The Lawrence Award, named after Berkeley Lab’s founder, was established in 1959. It honors U.S. scientists and engineers, at mid-career, for exceptional contributions in research and development supporting the Department of Energy and its mission to advance the national, economic, and energy security of the United States.

“Dan Kasen’s and Susannah Tringe’s exceptional research contributions are a tribute to Lawrence’s legacy of team science in service to the nation and world,” said Berkeley Lab Director Mike Witherell. “We’re proud that DOE has recognized the importance of their work and their accomplishments through the Lawrence Award.”

Susannah Tringe is a microbiologist and interim director of Berkeley Lab’s Environmental Genomics and Systems Biology Division, as well as deputy for user programs at the DOE Joint Genome Institute (JGI). She was recognized for “advances in sequence-based studies of microbial assemblies, revealing the roles of microbial communities in carbon cycling, in interactions with plants, and as drivers of methane production, nutrient cycling, greenhouse gas emissions, and water recycling.”

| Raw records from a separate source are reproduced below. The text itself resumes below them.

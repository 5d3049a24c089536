use std::sync::Arc;

use anyhow::Result;
use async_trait::async_trait;
use minter_common::{
    TxHash,
    collaborators::{SubmissionGateway, Wallet},
};
use tracing::info;

/// Hands the signed transaction back to the wallet for broadcast
pub struct WalletSubmitter {
    wallet: Arc<dyn Wallet>,
}

impl WalletSubmitter {
    pub fn new(wallet: Arc<dyn Wallet>) -> Self {
        Self { wallet }
    }
}

#[async_trait]
impl SubmissionGateway for WalletSubmitter {
    async fn submit(&self, tx: &[u8]) -> Result<TxHash> {
        let tx_hash = self.wallet.submit_tx(tx).await?;
        info!("Wallet accepted transaction {tx_hash}");
        Ok(tx_hash)
    }
}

Dan Kasen is a physicist in Berkeley Lab’s Nuclear Science Division focusing on theoretical and computational astrophysics, with an emphasis on supernovae, neutron star mergers, and other energetic transients. He was recognized for “pioneering contributions in multi-messenger astrophysics, including seminal work on kilonovae, r-process nucleosynthesis, white dwarfs, and Type I and II supernovae; and for leadership in the application of high-performance computing in astrophysics.”

Kasen is the lead scientist for a program called Exastar, which seeks to model astrophysical explosions and is part of DOE’s Exascale Computing Project. He also has appointments as an associate professor in the astronomy and physics departments at UC Berkeley.